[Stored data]

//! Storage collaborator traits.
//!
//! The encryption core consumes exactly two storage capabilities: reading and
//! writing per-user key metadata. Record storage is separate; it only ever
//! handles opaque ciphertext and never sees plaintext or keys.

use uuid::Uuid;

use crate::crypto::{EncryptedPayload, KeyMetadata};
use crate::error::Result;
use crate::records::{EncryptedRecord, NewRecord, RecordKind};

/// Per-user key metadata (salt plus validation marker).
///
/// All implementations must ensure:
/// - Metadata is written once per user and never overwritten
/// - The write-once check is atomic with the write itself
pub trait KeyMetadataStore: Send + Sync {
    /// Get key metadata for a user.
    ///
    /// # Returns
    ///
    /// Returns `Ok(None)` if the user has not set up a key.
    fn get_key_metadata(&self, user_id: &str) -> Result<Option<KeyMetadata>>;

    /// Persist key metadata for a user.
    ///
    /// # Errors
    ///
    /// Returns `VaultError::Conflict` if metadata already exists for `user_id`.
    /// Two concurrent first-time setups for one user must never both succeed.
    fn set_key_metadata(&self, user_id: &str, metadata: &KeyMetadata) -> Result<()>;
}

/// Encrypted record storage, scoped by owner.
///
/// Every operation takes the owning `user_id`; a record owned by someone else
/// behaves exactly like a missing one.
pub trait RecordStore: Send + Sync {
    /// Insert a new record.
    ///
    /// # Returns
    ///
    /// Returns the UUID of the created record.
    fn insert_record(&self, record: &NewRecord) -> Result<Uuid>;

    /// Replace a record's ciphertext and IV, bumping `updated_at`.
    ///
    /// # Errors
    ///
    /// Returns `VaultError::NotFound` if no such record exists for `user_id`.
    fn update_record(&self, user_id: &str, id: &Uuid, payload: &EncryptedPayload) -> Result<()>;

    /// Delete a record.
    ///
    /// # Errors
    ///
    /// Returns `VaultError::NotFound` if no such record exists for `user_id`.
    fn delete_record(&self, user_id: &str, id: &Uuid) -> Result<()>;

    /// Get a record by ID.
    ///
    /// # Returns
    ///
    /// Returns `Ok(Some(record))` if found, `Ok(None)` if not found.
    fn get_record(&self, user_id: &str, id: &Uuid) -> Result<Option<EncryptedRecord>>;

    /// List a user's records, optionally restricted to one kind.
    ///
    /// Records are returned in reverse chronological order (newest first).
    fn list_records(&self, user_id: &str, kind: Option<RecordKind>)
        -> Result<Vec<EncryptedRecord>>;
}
...
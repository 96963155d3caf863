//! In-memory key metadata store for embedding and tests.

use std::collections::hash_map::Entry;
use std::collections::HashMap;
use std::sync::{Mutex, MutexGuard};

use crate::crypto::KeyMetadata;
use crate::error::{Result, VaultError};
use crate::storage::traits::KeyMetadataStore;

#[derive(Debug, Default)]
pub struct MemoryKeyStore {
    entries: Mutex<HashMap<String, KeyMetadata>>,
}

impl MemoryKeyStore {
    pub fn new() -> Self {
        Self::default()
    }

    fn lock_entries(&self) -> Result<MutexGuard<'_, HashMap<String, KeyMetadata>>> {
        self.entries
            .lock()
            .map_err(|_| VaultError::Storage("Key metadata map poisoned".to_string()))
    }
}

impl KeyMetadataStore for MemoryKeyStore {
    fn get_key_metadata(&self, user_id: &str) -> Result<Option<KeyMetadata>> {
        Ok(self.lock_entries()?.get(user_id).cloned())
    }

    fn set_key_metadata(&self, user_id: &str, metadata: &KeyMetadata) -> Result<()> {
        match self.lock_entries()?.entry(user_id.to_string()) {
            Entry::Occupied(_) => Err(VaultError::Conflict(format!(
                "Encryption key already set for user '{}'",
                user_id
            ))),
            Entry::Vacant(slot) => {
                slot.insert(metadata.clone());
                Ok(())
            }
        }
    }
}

**PROBLEM REQUIREMENTS:**
Copy every line in the data above that has the string "VaultError" in it.

**EXERCISE RESPONSE:**
    /// Returns `VaultError::Conflict` if metadata already exists for `user_id`.
    /// Returns `VaultError::NotFound` if no such record exists for `user_id`.
    /// Returns `VaultError::NotFound` if no such record exists for `user_id`.
use crate::error::{Result, VaultError};
            .map_err(|_| VaultError::Storage("Key metadata map poisoned".to_string()))
            Entry::Occupied(_) => Err(VaultError::Conflict(format!(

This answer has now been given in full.